Info : Done reading 'cavity.geo'
Info : Meshing 1D...
Info : [ 0%] Meshing curve 1 (Line)
Info : [ 30%] Meshing curve 2 (Line)
Info : [ 50%] Meshing curve 3 (Line)
Info : [ 80%] Meshing curve 4 (Line)
Info : Done meshing 1D (Wall 0.000561164s, CPU 0.000411s)
Info : Meshing 2D...
Info : Meshing surface 1 (Transfinite)
Info : Done meshing 2D (Wall 0.00840923s, CPU 0.008269s)
Info : 16384 nodes 32770 elements
Info : Optimizing mesh (Netgen)...
Info : Done optimizing mesh (Wall 2.59234e-06s, CPU 7e-06s)

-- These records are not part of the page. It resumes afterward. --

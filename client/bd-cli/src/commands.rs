use crate::{CardCommands, SessionCommands};

use clap::Subcommand;

#[derive(Debug, Subcommand)]
pub enum Commands {
    /// Sign in, sign out and inspect the stored session
    Session {
        #[command(subcommand)]
        action: SessionCommands,
    },

    /// Fetch cards, transactions and balance and print the page state
    Dashboard,

    /// Work with the debit cards on the cards page
    Cards {
        #[command(subcommand)]
        action: CardCommands,
    },
}
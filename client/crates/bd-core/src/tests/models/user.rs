use crate::{AuthResponse, BalanceInfo, ProfileUpdate, Session, User, UserData};

fn ann() -> User {
    User {
        avatar: Some("ann.png".to_string()),
        role: Some("member".to_string()),
        ..User::new("1", "ann@example.com", "Ann")
    }
}

#[test]
fn test_user_merged_replaces_only_given_fields() {
    let user = ann();
    let merged = user.merged(&ProfileUpdate::name("X"));

    assert_eq!(merged, User { name: "X".to_string(), ..user });
}

#[test]
fn test_user_merged_ignores_password() {
    let user = ann();
    let update = ProfileUpdate {
        password: Some("new-password".to_string()),
        ..Default::default()
    };

    assert_eq!(user.merged(&update), user);
    assert!(!format!("{update:?}").contains("new-password"));
}

#[test]
fn test_auth_response_accepts_both_refresh_token_spellings() {
    let camel: AuthResponse = serde_json::from_str(
        r#"{"user":{"id":"1","email":"a@b.com","name":"A"},"token":"t1","refreshToken":"r1"}"#,
    )
    .unwrap();
    let snake: AuthResponse = serde_json::from_str(
        r#"{"user":{"id":"1","email":"a@b.com","name":"A"},"token":"t1","refresh_token":"r1"}"#,
    )
    .unwrap();

    assert_eq!(camel, snake);

    let session = Session::from(camel);
    assert_eq!(session.access_token, "t1");
    assert_eq!(session.refresh_token.as_deref(), Some("r1"));
    assert_eq!(session.user_id(), Some("1"));
    assert_eq!(session.display_name(), Some("A"));
    assert!(!format!("{session:?}").contains("t1"));
}

#[test]
fn test_balance_info_defaults_without_user_data() {
    let balance = BalanceInfo::from_user_data(None);
    assert_eq!(balance.currency_type, "S$");
    assert_eq!(balance.amount, 0.0);

    let data = UserData {
        id: "1".into(),
        name: "Ann".into(),
        email: "ann@example.com".into(),
        currency_type: "USD".into(),
        balance_amount: 3000.0,
    };
    let balance = BalanceInfo::from_user_data(Some(&data));
    assert_eq!(balance.currency_type, "USD");
    assert_eq!(balance.amount, 3000.0);
}

#[test]
fn test_user_accepts_date_only_created_at() {
    let user: User = serde_json::from_str(
        r#"{"id":"1","email":"a@b.com","name":"A","createdAt":"2024-05-20","updatedAt":"2024-05-21 08:30:00"}"#,
    )
    .unwrap();

    assert_eq!(
        user.created_at.map(|t| t.to_rfc3339()).as_deref(),
        Some("2024-05-20T00:00:00+00:00")
    );
    assert_eq!(
        user.updated_at.map(|t| t.to_rfc3339()).as_deref(),
        Some("2024-05-21T08:30:00+00:00")
    );
}

#[test]
fn test_auth_response_survives_unparseable_timestamps() {
    let response: AuthResponse = serde_json::from_str(
        r#"{"user":{"id":"1","email":"a@b.com","name":"A","createdAt":"last tuesday","updatedAt":1716163200},"token":"t1","refreshToken":"r1"}"#,
    )
    .unwrap();

    assert!(response.user.created_at.is_none());
    assert!(response.user.updated_at.is_none());
    assert_eq!(response.user.name, "A");
}

#[test]
fn test_user_keeps_rfc3339_timestamps() {
    let user: User = serde_json::from_str(
        r#"{"id":"1","email":"a@b.com","name":"A","createdAt":"2024-05-20T10:00:00+02:00"}"#,
    )
    .unwrap();

    assert_eq!(
        user.created_at.map(|t| t.to_rfc3339()).as_deref(),
        Some("2024-05-20T08:00:00+00:00")
    );
    assert!(user.updated_at.is_none());
}

#[test]
fn test_balance_info_blank_currency_uses_default() {
    let data = UserData {
        id: "1".into(),
        name: "Ann".into(),
        email: "ann@example.com".into(),
        currency_type: String::new(),
        balance_amount: 12.0,
    };

    let balance = BalanceInfo::from(&data);
    assert_eq!(balance.currency_type, "S$");
    assert_eq!(balance.amount, 12.0);
}
use crate::Collection;

use bd_core::{CardId, CoreError, ErrorKind};

use std::panic::Location;
use std::path::{Path, PathBuf};

use error_location::ErrorLocation;
use thiserror::Error;

#[derive(Error, Debug)]
pub enum CardsError {
    #[error("Card not found: {id} {location}")]
    CardNotFound { id: CardId, location: ErrorLocation },

    #[error("Invalid card: {source} {location}")]
    Validation {
        #[source]
        source: CoreError,
        location: ErrorLocation,
    },

    #[error("Failed to read fixture {path}: {source} {location}")]
    FixtureRead {
        path: PathBuf,
        #[source]
        source: std::io::Error,
        location: ErrorLocation,
    },

    #[error("Failed to parse fixture {name}: {source} {location}")]
    FixtureParse {
        name: String,
        #[source]
        source: serde_json::Error,
        location: ErrorLocation,
    },

    #[error("Fetching {collection} timed out after {timeout_ms}ms {location}")]
    Timeout {
        collection: Collection,
        timeout_ms: u64,
        location: ErrorLocation,
    },

    #[error("Fetch of {collection} was superseded {location}")]
    Superseded {
        collection: Collection,
        location: ErrorLocation,
    },

    #[error("Data source failed: {message} {location}")]
    Upstream {
        message: String,
        location: ErrorLocation,
    },
}

impl CardsError {
    #[track_caller]
    pub fn card_not_found(id: CardId) -> Self {
        Self::CardNotFound {
            id,
            location: ErrorLocation::from(Location::caller()),
        }
    }

    #[track_caller]
    pub fn fixture_read(path: &Path, source: std::io::Error) -> Self {
        Self::FixtureRead {
            path: path.to_path_buf(),
            source,
            location: ErrorLocation::from(Location::caller()),
        }
    }

    #[track_caller]
    pub fn fixture_parse(name: impl Into<String>, source: serde_json::Error) -> Self {
        Self::FixtureParse {
            name: name.into(),
            source,
            location: ErrorLocation::from(Location::caller()),
        }
    }

    #[track_caller]
    pub fn timeout(collection: Collection, timeout_ms: u64) -> Self {
        Self::Timeout {
            collection,
            timeout_ms,
            location: ErrorLocation::from(Location::caller()),
        }
    }

    #[track_caller]
    pub fn superseded(collection: Collection) -> Self {
        Self::Superseded {
            collection,
            location: ErrorLocation::from(Location::caller()),
        }
    }

    /// Failure reported by a data source that is not fixture backed.
    #[track_caller]
    pub fn upstream(message: impl Into<String>) -> Self {
        Self::Upstream {
            message: message.into(),
            location: ErrorLocation::from(Location::caller()),
        }
    }

    pub fn is_not_found(&self) -> bool {
        matches!(self, Self::CardNotFound { .. })
    }

    pub fn kind(&self) -> ErrorKind {
        match self {
            Self::CardNotFound { .. } | Self::Validation { .. } => ErrorKind::ValidationFailure,
            Self::FixtureRead { .. }
            | Self::FixtureParse { .. }
            | Self::Timeout { .. }
            | Self::Superseded { .. }
            | Self::Upstream { .. } => ErrorKind::TransientFetchFailure,
        }
    }

    pub fn display_message(&self) -> String {
        match self {
            Self::CardNotFound { .. } => "Card not found".to_string(),
            Self::Validation { source, .. } => source.display_message(),
            Self::FixtureRead { .. } | Self::FixtureParse { .. } | Self::Upstream { .. } => {
                "Unable to load dashboard data".to_string()
            }
            Self::Timeout { .. } => "Request timed out".to_string(),
            Self::Superseded { .. } => "Request was replaced by a newer one".to_string(),
        }
    }
}

impl From<CoreError> for CardsError {
    #[track_caller]
    fn from(source: CoreError) -> Self {
        Self::Validation {
            source,
            location: ErrorLocation::from(Location::caller()),
        }
    }
}

pub type CardsResult<T> = std::result::Result<T, CardsError>;
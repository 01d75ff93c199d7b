use crate::Commands;

use clap::Parser;

#[derive(Parser)]
#[command(name = "bankdash")]
#[command(about = "Banking dashboard client: session and cards page from the terminal")]
#[command(version)]
#[command(propagate_version = true)]
pub struct Cli {
    #[command(subcommand)]
    pub command: Commands,

    /// Pretty-print JSON output
    #[arg(long, global = true)]
    pub pretty: bool,
}
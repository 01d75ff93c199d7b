use crate::ClientResult;

use bd_core::{AuthResponse, LoginCredentials, ProfileUpdate, RegisterData, TokenRefresh, User};

use async_trait::async_trait;

/// Remote side of the session lifecycle.
///
/// [`AuthService`](crate::AuthService) talks HTTP; tests substitute fakes.
#[async_trait]
pub trait AuthApi: Send + Sync {
    async fn login(&self, credentials: &LoginCredentials) -> ClientResult<AuthResponse>;

    async fn register(&self, data: &RegisterData) -> ClientResult<AuthResponse>;

    async fn current_user(&self) -> ClientResult<User>;

    async fn update_profile(&self, update: &ProfileUpdate) -> ClientResult<User>;

    async fn delete_account(&self) -> ClientResult<()>;

    async fn logout(&self) -> ClientResult<()>;

    async fn refresh_token(&self, refresh_token: &str) -> ClientResult<TokenRefresh>;
}
mod api_config;
mod auth_config;
mod config;
mod error;
mod fetch_config;
mod fixtures_config;
mod log_level;
mod logging_config;
mod storage_config;
mod unauthorized_policy;

pub use api_config::{ApiConfig, MAX_API_TIMEOUT_MS, MIN_API_TIMEOUT_MS};
pub use auth_config::AuthConfig;
pub use config::Config;
pub use error::{ConfigError, ConfigErrorResult};
pub use fetch_config::{FetchConfig, MAX_FETCH_TIMEOUT_MS, MIN_FETCH_TIMEOUT_MS};
pub use fixtures_config::{FixturesConfig, MAX_FIXTURE_DELAY_MS};
pub use log_level::LogLevel;
pub use logging_config::LoggingConfig;
pub use storage_config::{StorageBackend, StorageConfig};
pub use unauthorized_policy::UnauthorizedPolicy;

pub const CONFIG_DIR_ENV: &str = "BD_CONFIG_DIR";
pub const DEFAULT_CONFIG_DIR_NAME: &str = ".bankdash";
pub const CONFIG_FILE_NAME: &str = "config.toml";

pub const DEFAULT_API_BASE_URL: &str = "https://api.example.com";
pub const DEFAULT_API_TIMEOUT_MS: u64 = 10_000;
pub const DEFAULT_FETCH_TIMEOUT_MS: u64 = 5_000;
pub const DEFAULT_FIXTURE_MIN_DELAY_MS: u64 = 200;
pub const DEFAULT_FIXTURE_MAX_DELAY_MS: u64 = 500;
pub const DEFAULT_SESSION_FILENAME: &str = "session.json";
const DEFAULT_LOG_LEVEL: log::LevelFilter = log::LevelFilter::Info;

#[cfg(test)]
mod tests;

Let us define the functional space onto which the OpenFOAM data have been projected; then, the snapshots can be imported.
[3]:
fun_spaces = [FunctionSpace(domain, ('Lagrange', 1))]
train_snaps = dict()
test_snaps = dict()
training = True
for field_i, field in enumerate(var_names):
if training:
path_snap = path+'TrainSet_'+field
else:
path_snap = path+'TestSet_' +field
tmp = ImportH5(fun_spaces[field_i], path_snap, field)
if training:
train_snaps[field] = tmp[0]
else:
test_snaps[field] = tmp[0]
GEIM algorithm
Generation of the magic functions/sensors
The GEIM is used to generated through a greedy process a set of basis functions and basis sensors for the data assimilation process.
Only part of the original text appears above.